Here's what I would do after I checked the robots.txt file to make sure it's fine to scrap the article and parsed the document as an XML tree:
Make sure the article is not broken into many pages. If it is, 'print view', 'single page' or 'mobile view' links may help to bring it to single page. Of course, don't bother if you only want the beginning of the article.
Find the main content frame. To do that, I would count the amount of information in every tag. Now, what we're looking is a node that is big but consists of many small subnodes.
Now I would try to filter out any noise inside the content frame. Well, the websites I read don't put any crap there, only useful images, but you do need to kill anything that has inline javascript and any external links.
Optionally, flatten that into plain text (that is, go into the tree and open all elements; block elements create a new paragraph).
Guess the header. It's usually something with h1, h2 or at least big font size, but you can simplify life by assuming that it somehow resembles the page title.

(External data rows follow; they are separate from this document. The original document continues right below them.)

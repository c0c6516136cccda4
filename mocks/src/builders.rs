//! Builder pattern implementations for easy test data construction
//!
//! Provides fluent builders for:
//! - NewDoctor and UpdateDoctor payloads
//! - UpdateTask payloads
//! - DoctorQuery construction for listing tests

use clinic_core::{DoctorQuery, NewDoctor, UpdateDoctor, UpdateTask};

use crate::fixtures::create_new_doctor;

/// Builder for constructing NewDoctor instances in tests
pub struct NewDoctorBuilder {
    doctor: NewDoctor,
}

impl Default for NewDoctorBuilder {
    fn default() -> Self {
        Self::new()
    }
}

impl NewDoctorBuilder {
    /// Start from the standard fixture doctor
    pub fn new() -> Self {
        Self {
            doctor: create_new_doctor(),
        }
    }

    /// Start from a doctor with every field empty
    pub fn empty() -> Self {
        Self {
            doctor: NewDoctor::default(),
        }
    }

    pub fn with_name(mut self, name: impl Into<String>) -> Self {
        self.doctor.name = name.into();
        self
    }

    pub fn with_service_role(mut self, service_role: impl Into<String>) -> Self {
        self.doctor.service_role = service_role.into();
        self
    }

    pub fn with_rating(mut self, rating: f64) -> Self {
        self.doctor.rating = rating;
        self
    }

    pub fn with_gender(mut self, gender: impl Into<String>) -> Self {
        self.doctor.gender = gender.into();
        self
    }

    pub fn with_age(mut self, age: i32) -> Self {
        self.doctor.age = age;
        self
    }

    pub fn with_text_index(mut self, text_index: impl Into<String>) -> Self {
        self.doctor.text_index = text_index.into();
        self
    }

    pub fn build(self) -> NewDoctor {
        self.doctor
    }
}

/// Builder for constructing UpdateDoctor instances in tests
pub struct UpdateDoctorBuilder {
    update: UpdateDoctor,
}

impl UpdateDoctorBuilder {
    pub fn new(id: impl Into<String>) -> Self {
        Self {
            update: UpdateDoctor {
                id: id.into(),
                ..Default::default()
            },
        }
    }

    pub fn with_name(mut self, name: impl Into<String>) -> Self {
        self.update.name = Some(name.into());
        self
    }

    pub fn with_rating(mut self, rating: f64) -> Self {
        self.update.rating = Some(rating);
        self
    }

    pub fn with_gender(mut self, gender: impl Into<String>) -> Self {
        self.update.gender = Some(gender.into());
        self
    }

    pub fn with_university(mut self, university: impl Into<String>) -> Self {
        self.update.university = Some(university.into());
        self
    }

    pub fn build(self) -> UpdateDoctor {
        self.update
    }
}

/// Builder for constructing UpdateTask instances in tests
pub struct UpdateTaskBuilder {
    update: UpdateTask,
}

impl UpdateTaskBuilder {
    pub fn new(id: impl Into<String>) -> Self {
        Self {
            update: UpdateTask {
                id: id.into(),
                title: None,
                body: None,
            },
        }
    }

    pub fn with_title(mut self, title: impl Into<String>) -> Self {
        self.update.title = Some(title.into());
        self
    }

    pub fn with_body(mut self, body: impl Into<String>) -> Self {
        self.update.body = Some(body.into());
        self
    }

    pub fn build(self) -> UpdateTask {
        self.update
    }
}

/// Builder for DoctorQuery
#[derive(Default)]
pub struct DoctorQueryBuilder {
    query: DoctorQuery,
}

impl DoctorQueryBuilder {
    pub fn new() -> Self {
        Self::default()
    }

    pub fn limit(mut self, limit: i64) -> Self {
        self.query.limit = limit;
        self
    }

    pub fn page(mut self, page: i64) -> Self {
        self.query.page = page;
        self
    }

    pub fn name(mut self, name: impl Into<String>) -> Self {
        self.query.name = Some(name.into());
        self
    }

    pub fn service_role(mut self, service_role: impl Into<String>) -> Self {
        self.query.service_role = Some(service_role.into());
        self
    }

    pub fn gender(mut self, gender: impl Into<String>) -> Self {
        self.query.gender = Some(gender.into());
        self
    }

    pub fn build(self) -> DoctorQuery {
        self.query
    }
}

Finally, find the authors (something with names and email), the copyright notice (try metadata or the word copyright) and the site name. Assemble these somewhere together with the the link to original and state clearly it's probably fair use (or whatever legal doctrine you feel like applies to you.)

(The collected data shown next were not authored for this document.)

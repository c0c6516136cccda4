use anyhow::{Context, Result};
use api_server::{
    config::Config,
    initialize_app,
    telemetry::{init_telemetry, log_startup_info, report_error},
};
use clap::Parser;
use tracing::{error, info};

#[derive(Parser)]
#[command(name = "clinic-api")]
#[command(about = "Clinic directory HTTP API")]
#[command(version)]
struct Cli {
    /// Configuration file path
    #[arg(short, long, env = "CONFIG_FILE")]
    config: Option<String>,

    /// MongoDB endpoint override (host[:port])
    #[arg(long, env = "MONGODB_ENDPOINT")]
    endpoint: Option<String>,

    /// Listen address override
    #[arg(long, env = "LISTEN_ADDR")]
    listen_addr: Option<String>,

    /// Port override; the `PORT` variable is read by the config layer
    #[arg(short, long)]
    port: Option<u16>,

    /// Log level override
    #[arg(long, env = "LOG_LEVEL")]
    log_level: Option<String>,
}

fn load_config(cli: &Cli) -> Result<Config> {
    let mut config = match &cli.config {
        Some(config_file) => Config::from_file(config_file)?,
        None => Config::from_env()?,
    };

    if let Some(ref endpoint) = cli.endpoint {
        config.database.endpoint = endpoint.clone();
    }

    if let Some(ref listen_addr) = cli.listen_addr {
        config.server.listen_addr = listen_addr.clone();
    }

    if let Some(port) = cli.port {
        config.server.port = port;
    }

    if let Some(ref log_level) = cli.log_level {
        config.logging.level = log_level.clone();
    }

    Ok(config)
}

/// Resolve on SIGINT or SIGTERM
async fn shutdown_signal() {
    let ctrl_c = async {
        if let Err(e) = tokio::signal::ctrl_c().await {
            error!(error = %e, "Failed to listen for SIGINT");
            std::future::pending::<()>().await;
        }
    };

    #[cfg(unix)]
    let terminate = async {
        match tokio::signal::unix::signal(tokio::signal::unix::SignalKind::terminate()) {
            Ok(mut sigterm) => {
                sigterm.recv().await;
            }
            Err(e) => {
                error!(error = %e, "Failed to register SIGTERM handler");
                std::future::pending::<()>().await;
            }
        }
    };

    #[cfg(not(unix))]
    let terminate = std::future::pending::<()>();

    tokio::select! {
        _ = ctrl_c => info!("Received SIGINT, initiating graceful shutdown"),
        _ = terminate => info!("Received SIGTERM, initiating graceful shutdown"),
    }
}

#[tokio::main]
async fn main() -> Result<()> {
    dotenv::dotenv().ok();

    let cli = Cli::parse();

    let config = load_config(&cli).context("Failed to load configuration")?;

    init_telemetry(&config.logging).context("Failed to initialize telemetry")?;

    if let Err(e) = config.validate() {
        error!(error = %e, "Configuration validation failed");
        std::process::exit(1);
    }

    log_startup_info(&config);

    let addr = config.socket_addr()?;

    let app = match initialize_app(&config).await {
        Ok(app) => app,
        Err(e) => {
            report_error(&e, "startup");
            std::process::exit(2);
        }
    };

    let served = app.server.serve(addr, shutdown_signal()).await;

    app.connection.shutdown().await;

    match served {
        Ok(()) => {
            info!("Clinic API shut down cleanly");
            Ok(())
        }
        Err(e) => {
            error!(error = %e, "HTTP server error");
            std::process::exit(3);
        }
    }
}
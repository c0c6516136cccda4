//! Random test data generators using the fake crate
//!
//! Provides realistic random data including:
//! - Doctor profiles with plausible names, roles and ratings
//! - Task titles and bodies
//! - Property-based testing strategies

use clinic_core::{NewDoctor, NewTask};
use fake::faker::lorem::en::{Paragraph, Sentence};
use fake::faker::name::en::{FirstName, LastName};
use fake::Fake;
use proptest::prelude::*;
use rand::Rng;

const SERVICE_ROLES: [&str; 6] = [
    "cardiology",
    "dermatology",
    "general-practice",
    "neurology",
    "pediatrics",
    "psychiatry",
];

const NATIONALITIES: [&str; 5] = ["British", "French", "Indian", "Kenyan", "Brazilian"];

/// Generate a realistic service role
pub fn generate_service_role() -> String {
    SERVICE_ROLES[rand::thread_rng().gen_range(0..SERVICE_ROLES.len())].to_string()
}

/// Generate a rating between 1.0 and 5.0 with one decimal
pub fn generate_rating() -> f64 {
    let tenths: u32 = rand::thread_rng().gen_range(10..=50);
    f64::from(tenths) / 10.0
}

/// Generate a random task with realistic data
pub fn generate_new_task() -> NewTask {
    NewTask::new(Sentence(2..6).fake::<String>(), Paragraph(1..3).fake::<String>())
}

/// Generate a random doctor profile
///
/// The text index holds the name and service role, which is what the name
/// search is expected to find.
pub fn generate_new_doctor() -> NewDoctor {
    let mut rng = rand::thread_rng();
    let first: String = FirstName().fake();
    let last: String = LastName().fake();
    let service_role = generate_service_role();

    NewDoctor {
        name: format!("Dr. {first} {last}"),
        profile_picture: format!("https://cdn.example.com/{}.png", last.to_lowercase()),
        text_index: format!("{first} {last} {service_role}"),
        service_role,
        rating: generate_rating(),
        rating_count: rng.gen_range(0..500),
        video_introduction_url: String::new(),
        introduction_text: Sentence(5..12).fake(),
        nationalities: NATIONALITIES[rng.gen_range(0..NATIONALITIES.len())].to_string(),
        age: (28..70).fake(),
        university: format!("University of {}", LastName().fake::<String>()),
        gender: if rng.gen_bool(0.5) { "female" } else { "male" }.to_string(),
    }
}

/// Generate `count` random doctors
pub fn generate_new_doctors(count: usize) -> Vec<NewDoctor> {
    (0..count).map(|_| generate_new_doctor()).collect()
}

/// Proptest strategy for task payloads with arbitrary printable text
pub fn new_task_strategy() -> impl Strategy<Value = NewTask> {
    ("[a-zA-Z0-9 %.,!-]{0,40}", "[a-zA-Z0-9 %.,!-]{0,80}")
        .prop_map(|(title, body)| NewTask::new(title, body))
}

/// Proptest strategy for doctor rosters: (rating, gender) pairs
pub fn roster_strategy(max: usize) -> impl Strategy<Value = Vec<(f64, bool)>> {
    prop::collection::vec((0.1f64..5.0, any::<bool>()), 0..max)
}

There is an almost perfect tool for this job, Boilerpipe.
In fact it has its own tag here though it's little used, boilerpipe. Here's the description right from the tag wiki:
The boilerpipe library for Java provides algorithms to detect and remove the surplus "clutter" (boilerplate, templates) around the main textual content of a web page.

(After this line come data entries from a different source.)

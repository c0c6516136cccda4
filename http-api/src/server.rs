//! HTTP server for the clinic directory API
//!
//! Builds the axum router over any pair of repositories and serves it with
//! graceful shutdown.

use axum::{
    extract::State,
    http::StatusCode,
    middleware,
    routing::get,
    Json, Router,
};
use clinic_core::{DoctorRepository, TaskRepository};
use serde_json::{json, Value};
use std::{future::Future, net::SocketAddr, sync::Arc};
use tokio::net::TcpListener;
use tower_http::cors::CorsLayer;
use tracing::info;

use crate::{doctors, error::ApiError, request_logger, tasks};

/// Shared state for handlers
pub struct AppState<T, D> {
    pub tasks: Arc<T>,
    pub doctors: Arc<D>,
}

impl<T, D> Clone for AppState<T, D> {
    fn clone(&self) -> Self {
        Self {
            tasks: Arc::clone(&self.tasks),
            doctors: Arc::clone(&self.doctors),
        }
    }
}

/// HTTP server over a task and a doctor repository
pub struct ApiServer<T, D> {
    state: AppState<T, D>,
}

impl<T, D> ApiServer<T, D>
where
    T: TaskRepository + 'static,
    D: DoctorRepository + 'static,
{
    pub fn new(tasks: Arc<T>, doctors: Arc<D>) -> Self {
        Self {
            state: AppState { tasks, doctors },
        }
    }

    /// Bind `addr` and serve until `shutdown` resolves
    pub async fn serve<F>(self, addr: SocketAddr, shutdown: F) -> std::io::Result<()>
    where
        F: Future<Output = ()> + Send + 'static,
    {
        let listener = TcpListener::bind(addr).await?;
        self.serve_with_listener(listener, shutdown).await
    }

    /// Serve on an already bound listener until `shutdown` resolves
    ///
    /// In-flight requests are drained before this returns.
    pub async fn serve_with_listener<F>(self, listener: TcpListener, shutdown: F) -> std::io::Result<()>
    where
        F: Future<Output = ()> + Send + 'static,
    {
        info!(address = %listener.local_addr()?, "Starting HTTP server");

        axum::serve(listener, self.router())
            .with_graceful_shutdown(shutdown)
            .await?;

        info!("HTTP server stopped");
        Ok(())
    }

    /// Create the router with all endpoints
    pub fn router(self) -> Router {
        Router::new()
            .route("/", get(root_handler))
            .route("/ping", get(ping_handler))
            .route("/health", get(health_handler::<T, D>))
            .route(
                "/tasks/",
                get(tasks::list_tasks::<T, D>)
                    .post(tasks::create_task::<T, D>)
                    .put(tasks::update_task::<T, D>),
            )
            .route(
                "/tasks",
                get(tasks::list_tasks::<T, D>)
                    .post(tasks::create_task::<T, D>)
                    .put(tasks::update_task::<T, D>),
            )
            .route("/tasks/:id", get(tasks::get_task::<T, D>))
            .route(
                "/doctors/",
                get(doctors::list_doctors::<T, D>)
                    .post(doctors::create_doctor::<T, D>)
                    .put(doctors::update_doctor::<T, D>),
            )
            .route(
                "/doctors",
                get(doctors::list_doctors::<T, D>)
                    .post(doctors::create_doctor::<T, D>)
                    .put(doctors::update_doctor::<T, D>),
            )
            .route("/doctors/:id", get(doctors::get_doctor::<T, D>))
            .layer(middleware::from_fn(
                request_logger::request_logging_middleware,
            ))
            .layer(CorsLayer::permissive())
            .with_state(self.state)
    }
}

async fn root_handler() -> Json<Value> {
    Json(json!({ "msg": "Healthy" }))
}

async fn ping_handler() -> &'static str {
    "pong"
}

/// `GET /health` → 200 when both stores answer, 503 otherwise
async fn health_handler<T, D>(
    State(state): State<AppState<T, D>>,
) -> Result<(StatusCode, Json<Value>), ApiError>
where
    T: TaskRepository + 'static,
    D: DoctorRepository + 'static,
{
    let (tasks, doctors) = tokio::join!(state.tasks.health_check(), state.doctors.health_check());
    tasks
        .and(doctors)
        .map_err(|e| ApiError::Unavailable(e.to_string()))?;

    Ok((StatusCode::OK, Json(json!({ "status": "healthy" }))))
}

The source is all there in the project if you just want to learn the algorithms and techniques, but in fact somebody has already ported it to C# which is quite possibly perfect for your needs: NBoilerpipe.
BTE (Body Text Extraction) is a Python module that finds the portion of a document with the highest ratio of text to tags on a page.
http://www.aidanf.net/archive/software/bte-body-text-extraction
It's a nice, simple way of getting real text out of a website.
Here's my a (probably naive) plan of how to approach this:
Assuming the RSS feed contains the opening words of the article, you could use these to locate the start of the article in the DOM. Walk back up the DOM a little (first parent DIV? first non-inline container element?) and snip. That should be the article.
Assuming you can get the document as a XML (HtmlAgilityPack can help here), you could (for instance) grab all descendant text from <p> elements with the following Linq2Xml:
document
.Descendants(XName.Get("p", "http://www.w3.org/1999/xhtml"))
.Select(
p=>p
.DescendantNodes()
.Where(n => n.NodeType == XmlNodeType.Text)
.Select(t=>t.ToString())
)
.Where(c=>c.Any())
.Select(c=>c.Aggregate((a,b)=>a+b))
.Aggregate((a,b)=>a+"\r\n\r\n"+b);
We successfully used this formula for scraping, but it seems like the terrain you have to cross is considerably more inhospitable.
Obviously not a whole solution, but instead of trying to find the relevant content, it might be easier to disqualify non-relevant content. You could classify certain types of noises and work on coming up with smaller solutions that eliminate them. You could have advertisement filters, navigation filters, etc.
I think that the larger question is do you need to have one solution work on a wide range of content, or are you willing to create a framework that you can extend and implement on a site by site basis? On top of that, how often are you expecting change to the underlying data sources (i.e. volatility)?
You might want to look at Latent Dirichlet Allocation which is an IR technique to generate topics from text data that you have. This should help you reduce noise and get some precise information on what the page is about.